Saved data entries
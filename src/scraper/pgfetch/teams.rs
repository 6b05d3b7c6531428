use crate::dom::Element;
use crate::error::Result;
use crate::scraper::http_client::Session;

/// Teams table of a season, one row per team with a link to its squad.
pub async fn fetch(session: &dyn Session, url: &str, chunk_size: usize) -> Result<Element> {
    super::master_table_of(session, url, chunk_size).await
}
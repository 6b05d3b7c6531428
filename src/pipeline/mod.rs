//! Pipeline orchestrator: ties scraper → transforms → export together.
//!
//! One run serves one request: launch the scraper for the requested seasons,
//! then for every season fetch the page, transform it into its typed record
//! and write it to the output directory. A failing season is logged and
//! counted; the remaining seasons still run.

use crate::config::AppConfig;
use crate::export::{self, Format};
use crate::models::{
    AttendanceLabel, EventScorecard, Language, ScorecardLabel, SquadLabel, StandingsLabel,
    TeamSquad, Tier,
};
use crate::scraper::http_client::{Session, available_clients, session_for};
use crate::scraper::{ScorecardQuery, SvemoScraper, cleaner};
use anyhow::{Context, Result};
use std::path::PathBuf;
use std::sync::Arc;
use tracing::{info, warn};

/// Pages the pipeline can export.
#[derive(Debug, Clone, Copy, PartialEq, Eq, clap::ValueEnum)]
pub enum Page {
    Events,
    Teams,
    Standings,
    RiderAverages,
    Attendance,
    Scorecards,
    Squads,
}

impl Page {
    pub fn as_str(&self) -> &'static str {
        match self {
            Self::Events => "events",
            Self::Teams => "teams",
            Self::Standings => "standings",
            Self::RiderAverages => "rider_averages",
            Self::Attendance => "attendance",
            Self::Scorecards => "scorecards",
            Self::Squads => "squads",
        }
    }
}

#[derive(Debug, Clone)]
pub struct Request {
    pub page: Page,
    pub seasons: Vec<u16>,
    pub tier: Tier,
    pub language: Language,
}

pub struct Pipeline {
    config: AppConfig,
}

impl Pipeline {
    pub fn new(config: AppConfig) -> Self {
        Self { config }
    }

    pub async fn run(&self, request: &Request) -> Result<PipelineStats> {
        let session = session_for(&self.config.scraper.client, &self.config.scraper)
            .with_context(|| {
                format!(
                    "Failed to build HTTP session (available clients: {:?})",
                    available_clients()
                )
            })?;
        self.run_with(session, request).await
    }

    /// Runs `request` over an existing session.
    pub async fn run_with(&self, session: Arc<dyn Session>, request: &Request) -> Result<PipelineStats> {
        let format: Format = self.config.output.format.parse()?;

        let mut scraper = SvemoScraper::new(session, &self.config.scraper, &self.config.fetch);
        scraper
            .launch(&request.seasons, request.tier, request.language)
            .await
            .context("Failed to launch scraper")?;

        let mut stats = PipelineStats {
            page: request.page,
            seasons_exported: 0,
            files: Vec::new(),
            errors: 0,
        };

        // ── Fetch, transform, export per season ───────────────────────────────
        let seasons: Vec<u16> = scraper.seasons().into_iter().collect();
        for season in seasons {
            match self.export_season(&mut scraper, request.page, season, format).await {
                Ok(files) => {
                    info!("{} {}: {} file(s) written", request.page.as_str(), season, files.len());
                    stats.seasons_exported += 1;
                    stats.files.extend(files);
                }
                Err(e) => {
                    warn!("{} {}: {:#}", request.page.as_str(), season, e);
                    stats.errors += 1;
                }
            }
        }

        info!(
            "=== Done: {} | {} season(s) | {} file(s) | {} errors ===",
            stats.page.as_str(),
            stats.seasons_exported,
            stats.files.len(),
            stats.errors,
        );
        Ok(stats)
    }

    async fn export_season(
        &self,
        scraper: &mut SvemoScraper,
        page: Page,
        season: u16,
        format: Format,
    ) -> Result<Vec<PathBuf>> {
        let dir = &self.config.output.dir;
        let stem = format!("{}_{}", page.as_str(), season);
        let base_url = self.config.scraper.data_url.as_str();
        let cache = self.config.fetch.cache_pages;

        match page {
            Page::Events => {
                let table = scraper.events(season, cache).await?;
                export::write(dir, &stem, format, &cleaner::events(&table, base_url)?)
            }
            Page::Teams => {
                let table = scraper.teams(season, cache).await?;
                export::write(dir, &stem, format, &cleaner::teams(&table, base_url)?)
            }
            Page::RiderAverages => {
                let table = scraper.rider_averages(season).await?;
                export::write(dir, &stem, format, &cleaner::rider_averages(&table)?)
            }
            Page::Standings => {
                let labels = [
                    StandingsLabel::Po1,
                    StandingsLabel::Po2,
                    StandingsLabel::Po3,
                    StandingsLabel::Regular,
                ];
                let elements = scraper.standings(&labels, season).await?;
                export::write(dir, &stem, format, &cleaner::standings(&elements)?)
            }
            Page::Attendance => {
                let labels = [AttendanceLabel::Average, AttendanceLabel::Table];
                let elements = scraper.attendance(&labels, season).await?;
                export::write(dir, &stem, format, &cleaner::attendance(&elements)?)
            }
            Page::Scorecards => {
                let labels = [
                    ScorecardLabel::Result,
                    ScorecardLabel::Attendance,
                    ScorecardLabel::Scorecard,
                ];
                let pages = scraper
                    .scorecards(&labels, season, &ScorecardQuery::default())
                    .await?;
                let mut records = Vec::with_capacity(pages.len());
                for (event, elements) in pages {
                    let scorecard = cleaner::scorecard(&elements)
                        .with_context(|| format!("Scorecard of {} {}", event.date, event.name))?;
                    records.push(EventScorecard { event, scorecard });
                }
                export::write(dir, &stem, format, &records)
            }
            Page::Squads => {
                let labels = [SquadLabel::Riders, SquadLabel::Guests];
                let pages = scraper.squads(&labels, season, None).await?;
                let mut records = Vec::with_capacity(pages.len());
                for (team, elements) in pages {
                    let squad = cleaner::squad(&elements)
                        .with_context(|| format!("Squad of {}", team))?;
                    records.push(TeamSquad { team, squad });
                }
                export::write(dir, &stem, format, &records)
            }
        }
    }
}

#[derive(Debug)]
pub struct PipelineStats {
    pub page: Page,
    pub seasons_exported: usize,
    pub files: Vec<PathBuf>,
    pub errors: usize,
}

* _EXERCISE DESCRIPTION_
Print all records shown above, word for word.

* _ANSWER TO THE PROBLEM_
filename src/scraper/pgfetch/teams.rs
repository 6b05d3b7c6531428
use crate::dom::Element;
use crate::error::Result;
use crate::scraper::http_client::Session;

/// Teams table of a season, one row per team with a link to its squad.
pub async fn fetch(session: &dyn Session, url: &str, chunk_size: usize) -> Result<Element> {
    super::master_table_of(session, url, chunk_size).await
}
repository 6b05d3b7c6531428
filename src/pipeline/mod.rs
//! Pipeline orchestrator: ties scraper → transforms → export together.
//!
//! One run serves one request: launch the scraper for the requested seasons,
//! then for every season fetch the page, transform it into its typed record
//! and write it to the output directory. A failing season is logged and
//! counted; the remaining seasons still run.

use crate::config::AppConfig;
use crate::export::{self, Format};
use crate::models::{
    AttendanceLabel, EventScorecard, Language, ScorecardLabel, SquadLabel, StandingsLabel,
    TeamSquad, Tier,
};
use crate::scraper::http_client::{Session, available_clients, session_for};
use crate::scraper::{ScorecardQuery, SvemoScraper, cleaner};
use anyhow::{Context, Result};
use std::path::PathBuf;
use std::sync::Arc;
use tracing::{info, warn};

/// Pages the pipeline can export.
#[derive(Debug, Clone, Copy, PartialEq, Eq, clap::ValueEnum)]
pub enum Page {
    Events,
    Teams,
    Standings,
    RiderAverages,
    Attendance,
    Scorecards,
    Squads,
}

impl Page {
    pub fn as_str(&self) -> &'static str {
        match self {
            Self::Events => "events",
            Self::Teams => "teams",
            Self::Standings => "standings",
            Self::RiderAverages => "rider_averages",
            Self::Attendance => "attendance",
            Self::Scorecards => "scorecards",
            Self::Squads => "squads",
        }
    }
}

#[derive(Debug, Clone)]
pub struct Request {
    pub page: Page,
    pub seasons: Vec<u16>,
    pub tier: Tier,
    pub language: Language,
}

pub struct Pipeline {
    config: AppConfig,
}

impl Pipeline {
    pub fn new(config: AppConfig) -> Self {
        Self { config }
    }

    pub async fn run(&self, request: &Request) -> Result<PipelineStats> {
        let session = session_for(&self.config.scraper.client, &self.config.scraper)
            .with_context(|| {
                format!(
                    "Failed to build HTTP session (available clients: {:?})",
                    available_clients()
                )
            })?;
        self.run_with(session, request).await
    }

    /// Runs `request` over an existing session.
    pub async fn run_with(&self, session: Arc<dyn Session>, request: &Request) -> Result<PipelineStats> {
        let format: Format = self.config.output.format.parse()?;

        let mut scraper = SvemoScraper::new(session, &self.config.scraper, &self.config.fetch);
        scraper
            .launch(&request.seasons, request.tier, request.language)
            .await
            .context("Failed to launch scraper")?;

        let mut stats = PipelineStats {
            page: request.page,
            seasons_exported: 0,
            files: Vec::new(),
            errors: 0,
        };

        // ── Fetch, transform, export per season ───────────────────────────────
        let seasons: Vec<u16> = scraper.seasons().into_iter().collect();
        for season in seasons {
            match self.export_season(&mut scraper, request.page, season, format).await {
                Ok(files) => {
                    info!("{} {}: {} file(s) written", request.page.as_str(), season, files.len());
                    stats.seasons_exported += 1;
                    stats.files.extend(files);
                }
                Err(e) => {
                    warn!("{} {}: {:#}", request.page.as_str(), season, e);
                    stats.errors += 1;
                }
            }
        }

        info!(
            "=== Done: {} | {} season(s) | {} file(s) | {} errors ===",
            stats.page.as_str(),
            stats.seasons_exported,
            stats.files.len(),
            stats.errors,
        );
        Ok(stats)
    }

    async fn export_season(
        &self,
        scraper: &mut SvemoScraper,
        page: Page,
        season: u16,
        format: Format,
    ) -> Result<Vec<PathBuf>> {
        let dir = &self.config.output.dir;
        let stem = format!("{}_{}", page.as_str(), season);
        let base_url = self.config.scraper.data_url.as_str();
        let cache = self.config.fetch.cache_pages;

        match page {
            Page::Events => {
                let table = scraper.events(season, cache).await?;
                export::write(dir, &stem, format, &cleaner::events(&table, base_url)?)
            }
            Page::Teams => {
                let table = scraper.teams(season, cache).await?;
                export::write(dir, &stem, format, &cleaner::teams(&table, base_url)?)
            }
            Page::RiderAverages => {
                let table = scraper.rider_averages(season).await?;
                export::write(dir, &stem, format, &cleaner::rider_averages(&table)?)
            }
            Page::Standings => {
                let labels = [
                    StandingsLabel::Po1,
                    StandingsLabel::Po2,
                    StandingsLabel::Po3,
                    StandingsLabel::Regular,
                ];
                let elements = scraper.standings(&labels, season).await?;
                export::write(dir, &stem, format, &cleaner::standings(&elements)?)
            }
            Page::Attendance => {
                let labels = [AttendanceLabel::Average, AttendanceLabel::Table];
                let elements = scraper.attendance(&labels, season).await?;
                export::write(dir, &stem, format, &cleaner::attendance(&elements)?)
            }
            Page::Scorecards => {
                let labels = [
                    ScorecardLabel::Result,
                    ScorecardLabel::Attendance,
                    ScorecardLabel::Scorecard,
                ];
                let pages = scraper
                    .scorecards(&labels, season, &ScorecardQuery::default())
                    .await?;
                let mut records = Vec::with_capacity(pages.len());
                for (event, elements) in pages {
                    let scorecard = cleaner::scorecard(&elements)
                        .with_context(|| format!("Scorecard of {} {}", event.date, event.name))?;
                    records.push(EventScorecard { event, scorecard });
                }
                export::write(dir, &stem, format, &records)
            }
            Page::Squads => {
                let labels = [SquadLabel::Riders, SquadLabel::Guests];
                let pages = scraper.squads(&labels, season, None).await?;
                let mut records = Vec::with_capacity(pages.len());
                for (team, elements) in pages {
                    let squad = cleaner::squad(&elements)
                        .with_context(|| format!("Squad of {}", team))?;
                    records.push(TeamSquad { team, squad });
                }
                export::write(dir, &stem, format, &records)
            }
        }
    }
}

#[derive(Debug)]
pub struct PipelineStats {
    pub page: Page,
    pub seasons_exported: usize,
    pub files: Vec<PathBuf>,
    pub errors: usize,
}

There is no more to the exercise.